RTL journalist Željka Felbar investigated for RTL Today TV show what is going to happen to a 2-month-old boy who tragically lost both parents in a recent murder of six people and suicide in Kajzerica, and how do children go on later with their life after such traumatic events? Tatjana Brozić Perić, Director of the Social Welfare Center of Zagreb and Prof. Gordana Buljan Flander, Ph.D., Director of Zagreb Child and Youth Protection Center gave their opinion in TV report.

Since none of the wider family has come forward, it is possible that the boy will be adopted by someone else. Tatjana Brozić Perić, Director of the Social Welfare Center of Zagreb said: ”Given that the child doesn’t have parents, that is, he has no legal representatives, the guardianship will be determined as soon as possible. Family law only prescribes who cannot be a caregiver and others can, and this will be decided solely by the Social Welfare Center. No one has heard from the wider family so far, and he certainly won’t stay in the children’s home. If we decide for adoption, we have a register of adoptive parents, and we choose parents for the child not the child for parents.”
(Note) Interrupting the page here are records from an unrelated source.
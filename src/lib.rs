//! `stock-dash` library crate.
//!
//! The binary (`stockdash`) is a thin wrapper around this library so that:
//!
//! - the pipeline stages are testable without spawning processes
//! - the dashboard logic is shared by the TUI and the text summary
//! - code stays easy to navigate as the project grows

pub mod aggregate;
pub mod app;
pub mod clean;
pub mod cli;
pub mod dashboard;
pub mod data;
pub mod domain;
pub mod error;
pub mod io;
pub mod report;
pub mod tui;
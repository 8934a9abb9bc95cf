//! Render-ready view of the dashboard for one filter.
//!
//! `build_view` is the whole filter → pivot pipeline. It owns no state, so the
//! front-end can call it on every input change.

use std::collections::{BTreeMap, BTreeSet};

use chrono::NaiveDate;

use crate::aggregate::DatedTickerRow;
use crate::domain::{TICKER_COL, Table, VOLUME_COL};

use super::{DashboardData, Filter};

pub const NO_CLOSE_DATA: &str = "No data available for the selected filters.";
pub const NO_VOLUME_DATA: &str = "No volume data for the selected tickers.";
pub const NO_RETURN_DATA: &str = "No daily return data for the selected filters.";

/// Headline numbers over the filtered cleaned table.
#[derive(Debug, Clone, Copy, PartialEq, Eq)]
pub struct SummaryMetrics {
    pub rows: usize,
    pub unique_tickers: usize,
    /// Sum of non-null volume, truncated. `None` when there is no numeric volume column.
    pub total_volume: Option<i64>,
}

impl SummaryMetrics {
    pub fn of(table: &Table) -> Self {
        let unique_tickers = table
            .column(TICKER_COL)
            .and_then(|c| c.data.as_text())
            .map_or(0, |v| v.iter().flatten().collect::<BTreeSet<_>>().len());

        let total_volume = table
            .column(VOLUME_COL)
            .and_then(|c| c.data.as_numbers())
            .map(|v| v.iter().flatten().sum::<f64>() as i64);

        Self {
            rows: table.n_rows(),
            unique_tickers,
            total_volume,
        }
    }
}

/// A long (date, ticker, value) table pivoted to one series per ticker.
#[derive(Debug, Clone, PartialEq)]
pub struct WideSeries {
    /// Ascending, distinct.
    pub dates: Vec<NaiveDate>,
    /// One entry per ticker, ascending by ticker; `values[i]` aligns with `dates[i]`.
    pub series: Vec<TickerSeries>,
}

#[derive(Debug, Clone, PartialEq)]
pub struct TickerSeries {
    pub ticker: String,
    pub values: Vec<Option<f64>>,
}

impl WideSeries {
    /// Finite (date, value) points of every series, for axis bounds.
    pub fn points(&self) -> impl Iterator<Item = (NaiveDate, f64)> + '_ {
        self.series.iter().flat_map(move |s| {
            self.dates
                .iter()
                .zip(&s.values)
                .filter_map(|(&d, v)| v.map(|v| (d, v)))
        })
    }
}

/// Pivot dated rows wide: dates × tickers, duplicate cells averaged,
/// series with no values at all dropped.
pub fn pivot<R: DatedTickerRow>(rows: &[R]) -> WideSeries {
    let dates: Vec<NaiveDate> = rows
        .iter()
        .map(|r| r.trade_date())
        .collect::<BTreeSet<_>>()
        .into_iter()
        .collect();
    let date_index: BTreeMap<NaiveDate, usize> = dates.iter().enumerate().map(|(i, &d)| (d, i)).collect();

    let mut cells: BTreeMap<&str, Vec<(f64, usize)>> = BTreeMap::new();
    for r in rows {
        let slot = cells
            .entry(r.ticker())
            .or_insert_with(|| vec![(0.0, 0); dates.len()]);
        if let Some(v) = r.value() {
            let cell = &mut slot[date_index[&r.trade_date()]];
            cell.0 += v;
            cell.1 += 1;
        }
    }

    let series = cells
        .into_iter()
        .filter(|(_, slot)| slot.iter().any(|&(_, n)| n > 0))
        .map(|(ticker, slot)| TickerSeries {
            ticker: ticker.to_string(),
            values: slot
                .into_iter()
                .map(|(sum, n)| (n > 0).then(|| sum / n as f64))
                .collect(),
        })
        .collect();

    WideSeries { dates, series }
}

/// A chart panel: either data to draw or an empty-state notice.
#[derive(Debug, Clone, PartialEq)]
pub enum Panel<T> {
    Ready(T),
    Empty(&'static str),
}

impl<T> Panel<T> {
    pub fn is_empty(&self) -> bool {
        matches!(self, Panel::Empty(_))
    }
}

/// Everything the dashboard displays for one filter.
#[derive(Debug, Clone)]
pub struct DashboardView {
    pub filter: Filter,
    pub summary: SummaryMetrics,
    pub avg_close: Panel<WideSeries>,
    /// (ticker, avg_volume) sorted descending by volume.
    pub avg_volume: Panel<Vec<(String, Option<f64>)>>,
    pub daily_return: Panel<WideSeries>,
    /// Filtered cleaned rows for the raw-data table.
    pub rows: Table,
}

/// Run filter → pivot for every panel.
pub fn build_view(data: &DashboardData, filter: &Filter) -> DashboardView {
    let rows = filter.apply_table(&data.cleaned);
    let summary = SummaryMetrics::of(&rows);

    let agg1 = filter.apply_rows(&data.daily_avg_close);
    let avg_close = if agg1.is_empty() {
        Panel::Empty(NO_CLOSE_DATA)
    } else {
        Panel::Ready(pivot(&agg1))
    };

    let agg2 = filter.apply_avg_volume(&data.avg_volume);
    let avg_volume = if agg2.is_empty() {
        Panel::Empty(NO_VOLUME_DATA)
    } else {
        Panel::Ready(agg2.into_iter().map(|r| (r.ticker, r.avg_volume)).collect())
    };

    let agg3 = filter.apply_rows(&data.daily_return);
    let daily_return = if agg3.is_empty() {
        Panel::Empty(NO_RETURN_DATA)
    } else {
        Panel::Ready(pivot(&agg3))
    };

    DashboardView {
        filter: filter.clone(),
        summary,
        avg_close,
        avg_volume,
        daily_return,
        rows,
    }
}
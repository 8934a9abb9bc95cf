//! Remote data sources.

pub mod source;

pub use source::*;
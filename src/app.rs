//! Top-level application orchestration.
//!
//! `src/main.rs` is intentionally tiny; this module is the "real main" that:
//! - loads `.env` and sets up logging
//! - parses CLI arguments
//! - runs the requested pipeline stage or dashboard surface

use clap::Parser;
use tracing_subscriber::EnvFilter;

use crate::cli::{Command, SummaryArgs};
use crate::dashboard::{DashboardData, Filter, build_view, default_selection};
use crate::domain::DataPaths;
use crate::error::AppError;

pub mod pipeline;

/// Entry point for the `stockdash` binary.
pub fn run() -> Result<(), AppError> {
    dotenvy::dotenv().ok();
    init_tracing();

    // `stockdash` and `stockdash --data-dir X` behave like `stockdash dashboard ...`.
    let argv = rewrite_args(std::env::args().collect());
    let cli = crate::cli::Cli::parse_from(argv);
    let paths = DataPaths::new(cli.data_dir);
    tracing::debug!(data_dir = %paths.root().display(), "resolved data directory");

    match cli.command {
        Command::Ingest(args) => pipeline::run_ingest(&args.url, &paths).map(|_| ()),
        Command::Clean => pipeline::run_clean(&paths).map(|_| ()),
        Command::Aggregate => pipeline::run_aggregate(&paths).map(|_| ()),
        Command::Pipeline(args) => pipeline::run_all(&args.url, &paths).map(|_| ()),
        Command::Dashboard => handle_dashboard(&paths),
        Command::Summary(args) => handle_summary(&paths, &args),
    }
}

/// Logs go to stderr so stdout stays clean for the operator reports.
fn init_tracing() {
    let filter = EnvFilter::try_from_default_env().unwrap_or_else(|_| EnvFilter::new("info"));
    let _ = tracing_subscriber::fmt()
        .with_env_filter(filter)
        .with_writer(std::io::stderr)
        .with_target(false)
        .try_init();
}

fn handle_dashboard(paths: &DataPaths) -> Result<(), AppError> {
    let data = DashboardData::load(paths)?;
    tracing::info!(
        rows = data.cleaned.n_rows(),
        tickers = data.tickers().len(),
        "loaded dashboard data"
    );
    crate::tui::run(&data)
}

fn handle_summary(paths: &DataPaths, args: &SummaryArgs) -> Result<(), AppError> {
    let data = DashboardData::load(paths)?;
    let filter = summary_filter(&data, args)?;
    println!("{}", crate::report::format_dashboard(&build_view(&data, &filter)));
    Ok(())
}

/// Resolve summary flags against the data, clamping dates to its bounds.
pub fn summary_filter(data: &DashboardData, args: &SummaryArgs) -> Result<Filter, AppError> {
    let (min, max) = data.date_bounds();
    let start = args.start.unwrap_or(min).clamp(min, max);
    let end = args.end.unwrap_or(max).clamp(min, max);
    if start > end {
        return Err(AppError::new(
            2,
            format!("Start date {start} is after end date {end}."),
        ));
    }

    let selected = if args.all_tickers {
        Vec::new()
    } else if args.tickers.is_empty() {
        default_selection(data.tickers())
    } else {
        args.tickers.clone()
    };
    Ok(Filter::new(start, end, &selected, data.tickers()))
}

/// Rewrite argv so `stockdash` defaults to `stockdash dashboard`.
///
/// Rules:
/// - `stockdash`                     -> `stockdash dashboard`
/// - `stockdash --data-dir X`        -> `stockdash dashboard --data-dir X`
/// - `stockdash --help/--version/-h` -> unchanged (show top-level help/version)
fn rewrite_args(mut argv: Vec<String>) -> Vec<String> {
    let Some(arg1) = argv.get(1).cloned() else {
        argv.push("dashboard".to_string());
        return argv;
    };

    let is_top_level_help_or_version = matches!(arg1.as_str(), "-h" | "--help" | "-V" | "--version" | "help");
    if is_top_level_help_or_version {
        return argv;
    }

    if is_subcommand_name(&arg1) {
        return argv;
    }

    // A leading flag is a global option for the default subcommand.
    if arg1.starts_with('-') && !argv[1..].iter().any(|a| is_subcommand_name(a)) {
        argv.insert(1, "dashboard".to_string());
    }
    argv
}

fn is_subcommand_name(arg: &str) -> bool {
    matches!(arg, "ingest" | "clean" | "aggregate" | "pipeline" | "dashboard" | "summary")
}
/// Application error carrying the process exit code it maps to.
///
/// Exit codes:
/// - `2`: artifact/file I/O or parse failure
/// - `3`: no usable data (e.g. dashboard over a table without trade dates)
/// - `4`: network or terminal failure
#[derive(Clone)]
pub struct AppError {
    exit_code: u8,
    message: String,
}

impl AppError {
    pub fn new(exit_code: u8, message: impl Into<String>) -> Self {
        Self {
            exit_code,
            message: message.into(),
        }
    }

    pub fn exit_code(&self) -> u8 {
        self.exit_code
    }

    pub fn message(&self) -> &str {
        &self.message
    }
}

impl std::fmt::Display for AppError {
    fn fmt(&self, f: &mut std::fmt::Formatter<'_>) -> std::fmt::Result {
        write!(f, "{}", self.message)
    }
}

impl std::fmt::Debug for AppError {
    fn fmt(&self, f: &mut std::fmt::Formatter<'_>) -> std::fmt::Result {
        f.debug_struct("AppError")
            .field("exit_code", &self.exit_code)
            .field("message", &self.message)
            .finish()
    }
}

impl std::error::Error for AppError {}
If the boy is adopted, no matter how severe the tragedy in which he lost his parents was, the adoptive parents must tell him. Not talking about the specific case, but generally about the children who are adopted, the Director of Zagreb Child and Youth Protection Center commented:

”The profession says that it is necessary, usually by the age of seven, for the child to know the truth. It’s not a good idea to hide the fact that parents died. So the child must know the way it happened too. It is very important that the child learns from a loved one and not from someone on the side or that a child starts mocking him and thus throws the truth into his face. Especially nowadays a child cannot be spared, and other children find out on the internet. I had one case when parents brought me a child of 14, worrying about being told he was adopted. When I asked him if he knew why he came to me, the child said, “Why don’t my parents know how to tell me I was adopted.”

With support and love of a new family and environment, children with the most severe traumas can be happy and successful in life, and carry that event only as a scar from scratch that is forever there but no longer hurts.